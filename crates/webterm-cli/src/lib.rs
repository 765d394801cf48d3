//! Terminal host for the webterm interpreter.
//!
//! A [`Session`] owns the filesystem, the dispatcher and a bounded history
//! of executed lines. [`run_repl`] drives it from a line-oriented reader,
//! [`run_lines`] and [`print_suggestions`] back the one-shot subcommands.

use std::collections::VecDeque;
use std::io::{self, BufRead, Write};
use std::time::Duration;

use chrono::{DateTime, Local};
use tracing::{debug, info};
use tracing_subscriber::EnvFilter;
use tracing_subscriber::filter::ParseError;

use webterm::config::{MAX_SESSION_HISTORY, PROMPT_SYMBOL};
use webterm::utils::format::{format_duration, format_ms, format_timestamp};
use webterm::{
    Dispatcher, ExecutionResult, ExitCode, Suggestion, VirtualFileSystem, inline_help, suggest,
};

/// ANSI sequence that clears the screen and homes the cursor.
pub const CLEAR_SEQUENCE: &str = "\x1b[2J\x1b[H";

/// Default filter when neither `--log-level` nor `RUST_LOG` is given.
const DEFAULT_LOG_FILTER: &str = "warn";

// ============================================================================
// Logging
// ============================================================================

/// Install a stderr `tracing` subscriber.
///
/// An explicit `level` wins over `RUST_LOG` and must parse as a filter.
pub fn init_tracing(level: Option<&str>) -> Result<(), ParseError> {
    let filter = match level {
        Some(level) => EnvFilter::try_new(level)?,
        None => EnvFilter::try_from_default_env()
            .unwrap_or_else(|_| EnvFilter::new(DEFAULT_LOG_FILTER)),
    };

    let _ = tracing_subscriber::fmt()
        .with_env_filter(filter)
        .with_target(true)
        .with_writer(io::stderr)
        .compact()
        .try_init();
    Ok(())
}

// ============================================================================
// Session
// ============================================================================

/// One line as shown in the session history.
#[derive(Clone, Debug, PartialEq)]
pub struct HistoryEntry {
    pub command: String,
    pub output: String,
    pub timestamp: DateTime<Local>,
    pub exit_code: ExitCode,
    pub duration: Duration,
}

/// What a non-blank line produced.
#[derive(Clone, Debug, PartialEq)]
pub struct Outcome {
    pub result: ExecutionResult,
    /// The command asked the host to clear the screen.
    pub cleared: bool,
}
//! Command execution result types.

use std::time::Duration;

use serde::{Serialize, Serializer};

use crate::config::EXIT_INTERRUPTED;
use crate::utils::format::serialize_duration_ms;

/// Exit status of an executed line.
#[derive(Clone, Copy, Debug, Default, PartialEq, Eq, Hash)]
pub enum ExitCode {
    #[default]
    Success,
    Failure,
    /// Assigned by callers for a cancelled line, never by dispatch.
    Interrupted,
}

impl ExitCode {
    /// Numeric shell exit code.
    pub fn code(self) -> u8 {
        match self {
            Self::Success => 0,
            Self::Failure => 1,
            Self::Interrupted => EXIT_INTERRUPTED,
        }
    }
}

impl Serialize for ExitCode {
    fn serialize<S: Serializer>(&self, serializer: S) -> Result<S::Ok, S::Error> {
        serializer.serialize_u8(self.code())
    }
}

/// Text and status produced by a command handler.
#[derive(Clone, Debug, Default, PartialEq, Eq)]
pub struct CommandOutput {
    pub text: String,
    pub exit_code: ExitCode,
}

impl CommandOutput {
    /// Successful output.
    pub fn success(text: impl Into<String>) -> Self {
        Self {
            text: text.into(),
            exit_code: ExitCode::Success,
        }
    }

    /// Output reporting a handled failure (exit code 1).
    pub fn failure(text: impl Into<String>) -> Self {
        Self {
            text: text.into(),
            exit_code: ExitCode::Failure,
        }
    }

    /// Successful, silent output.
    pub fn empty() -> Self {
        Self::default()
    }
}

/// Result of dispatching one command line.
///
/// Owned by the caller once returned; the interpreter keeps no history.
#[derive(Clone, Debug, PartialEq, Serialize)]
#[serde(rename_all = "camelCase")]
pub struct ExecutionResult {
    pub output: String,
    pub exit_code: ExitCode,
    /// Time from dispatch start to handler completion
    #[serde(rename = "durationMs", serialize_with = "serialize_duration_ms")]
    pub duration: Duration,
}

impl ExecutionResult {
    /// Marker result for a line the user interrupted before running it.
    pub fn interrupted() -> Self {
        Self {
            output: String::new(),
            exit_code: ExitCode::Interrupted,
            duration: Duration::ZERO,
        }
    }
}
|---|
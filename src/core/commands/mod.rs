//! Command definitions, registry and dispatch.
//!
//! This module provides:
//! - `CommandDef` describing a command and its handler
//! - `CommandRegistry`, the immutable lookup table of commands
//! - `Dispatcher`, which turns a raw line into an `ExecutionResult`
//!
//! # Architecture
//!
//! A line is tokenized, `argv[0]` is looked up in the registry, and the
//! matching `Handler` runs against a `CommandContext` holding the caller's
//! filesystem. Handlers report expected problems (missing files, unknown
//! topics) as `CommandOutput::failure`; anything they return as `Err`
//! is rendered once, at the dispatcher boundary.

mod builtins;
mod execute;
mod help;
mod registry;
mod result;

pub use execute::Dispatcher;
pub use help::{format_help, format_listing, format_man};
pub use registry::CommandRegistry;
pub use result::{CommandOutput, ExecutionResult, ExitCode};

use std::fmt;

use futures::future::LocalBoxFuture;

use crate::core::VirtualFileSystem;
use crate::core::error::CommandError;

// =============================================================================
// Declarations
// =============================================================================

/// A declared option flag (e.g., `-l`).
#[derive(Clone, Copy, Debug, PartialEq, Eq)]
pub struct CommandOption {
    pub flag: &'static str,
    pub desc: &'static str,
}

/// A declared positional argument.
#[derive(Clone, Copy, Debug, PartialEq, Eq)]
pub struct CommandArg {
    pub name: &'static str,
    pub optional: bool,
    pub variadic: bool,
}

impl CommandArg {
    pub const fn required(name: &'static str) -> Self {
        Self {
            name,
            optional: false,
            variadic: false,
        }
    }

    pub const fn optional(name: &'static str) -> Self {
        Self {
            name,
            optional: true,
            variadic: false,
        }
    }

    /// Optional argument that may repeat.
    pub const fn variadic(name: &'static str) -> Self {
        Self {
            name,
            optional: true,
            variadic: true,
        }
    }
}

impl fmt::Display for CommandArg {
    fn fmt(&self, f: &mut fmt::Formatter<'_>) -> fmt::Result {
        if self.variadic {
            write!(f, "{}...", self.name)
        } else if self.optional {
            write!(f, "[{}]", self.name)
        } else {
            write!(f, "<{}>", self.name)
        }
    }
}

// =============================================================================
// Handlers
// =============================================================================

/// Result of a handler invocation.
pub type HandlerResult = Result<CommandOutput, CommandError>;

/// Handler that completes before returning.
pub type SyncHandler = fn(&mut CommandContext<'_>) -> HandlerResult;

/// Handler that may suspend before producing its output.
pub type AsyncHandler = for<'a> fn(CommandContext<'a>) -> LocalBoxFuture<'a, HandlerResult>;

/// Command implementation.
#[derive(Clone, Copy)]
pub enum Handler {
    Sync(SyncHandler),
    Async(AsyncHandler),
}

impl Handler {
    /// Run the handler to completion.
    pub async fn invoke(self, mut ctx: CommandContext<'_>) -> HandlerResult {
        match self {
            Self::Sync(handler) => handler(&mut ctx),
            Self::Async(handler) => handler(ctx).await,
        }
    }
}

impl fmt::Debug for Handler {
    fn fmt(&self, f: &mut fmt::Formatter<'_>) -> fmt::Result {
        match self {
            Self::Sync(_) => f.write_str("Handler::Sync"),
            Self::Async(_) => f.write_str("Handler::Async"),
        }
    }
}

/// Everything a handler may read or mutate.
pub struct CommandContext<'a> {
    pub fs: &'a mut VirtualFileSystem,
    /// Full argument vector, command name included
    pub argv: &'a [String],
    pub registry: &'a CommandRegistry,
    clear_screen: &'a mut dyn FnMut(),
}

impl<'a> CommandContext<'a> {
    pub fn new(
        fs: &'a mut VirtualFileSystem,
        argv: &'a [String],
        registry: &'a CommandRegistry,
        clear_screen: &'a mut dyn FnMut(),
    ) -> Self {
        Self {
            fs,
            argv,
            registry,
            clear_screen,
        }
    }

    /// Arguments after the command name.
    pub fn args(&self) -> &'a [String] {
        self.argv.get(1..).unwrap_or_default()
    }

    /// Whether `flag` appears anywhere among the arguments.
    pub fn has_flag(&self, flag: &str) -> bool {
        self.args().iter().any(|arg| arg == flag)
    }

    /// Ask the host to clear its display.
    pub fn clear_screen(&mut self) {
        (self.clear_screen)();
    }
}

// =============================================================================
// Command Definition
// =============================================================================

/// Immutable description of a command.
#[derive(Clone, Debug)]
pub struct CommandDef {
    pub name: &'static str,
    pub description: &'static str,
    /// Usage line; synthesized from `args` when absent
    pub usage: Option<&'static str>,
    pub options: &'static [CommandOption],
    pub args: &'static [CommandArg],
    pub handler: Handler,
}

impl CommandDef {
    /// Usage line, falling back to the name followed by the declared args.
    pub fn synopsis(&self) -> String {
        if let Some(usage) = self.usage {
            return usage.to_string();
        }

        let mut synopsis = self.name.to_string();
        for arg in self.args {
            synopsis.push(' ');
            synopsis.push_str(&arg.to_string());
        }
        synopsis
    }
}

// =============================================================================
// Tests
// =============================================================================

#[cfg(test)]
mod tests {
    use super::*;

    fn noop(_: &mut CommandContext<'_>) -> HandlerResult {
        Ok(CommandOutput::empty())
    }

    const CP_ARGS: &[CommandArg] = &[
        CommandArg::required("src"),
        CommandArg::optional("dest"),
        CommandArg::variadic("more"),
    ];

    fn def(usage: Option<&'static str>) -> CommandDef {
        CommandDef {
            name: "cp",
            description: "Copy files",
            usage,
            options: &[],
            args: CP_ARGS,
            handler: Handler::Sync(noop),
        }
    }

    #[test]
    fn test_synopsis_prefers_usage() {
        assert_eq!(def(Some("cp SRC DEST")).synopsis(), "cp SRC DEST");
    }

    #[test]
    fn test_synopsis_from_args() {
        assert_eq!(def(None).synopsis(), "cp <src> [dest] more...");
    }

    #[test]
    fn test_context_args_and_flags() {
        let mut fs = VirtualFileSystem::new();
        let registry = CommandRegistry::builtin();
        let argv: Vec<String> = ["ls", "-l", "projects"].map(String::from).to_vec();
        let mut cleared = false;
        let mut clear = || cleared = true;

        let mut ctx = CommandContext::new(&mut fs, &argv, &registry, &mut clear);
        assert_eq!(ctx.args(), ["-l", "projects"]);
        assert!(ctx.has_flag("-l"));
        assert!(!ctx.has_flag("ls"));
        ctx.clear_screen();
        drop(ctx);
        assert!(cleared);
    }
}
|---|
▸ Required action: The word "const" may appear in several lines of the data; copy every line where it does.

▸ Response to the task:
pub const CLEAR_SEQUENCE: &str = "\x1b[2J\x1b[H";
const DEFAULT_LOG_FILTER: &str = "warn";
    pub const fn required(name: &'static str) -> Self {
    pub const fn optional(name: &'static str) -> Self {
    pub const fn variadic(name: &'static str) -> Self {
    const CP_ARGS: &[CommandArg] = &[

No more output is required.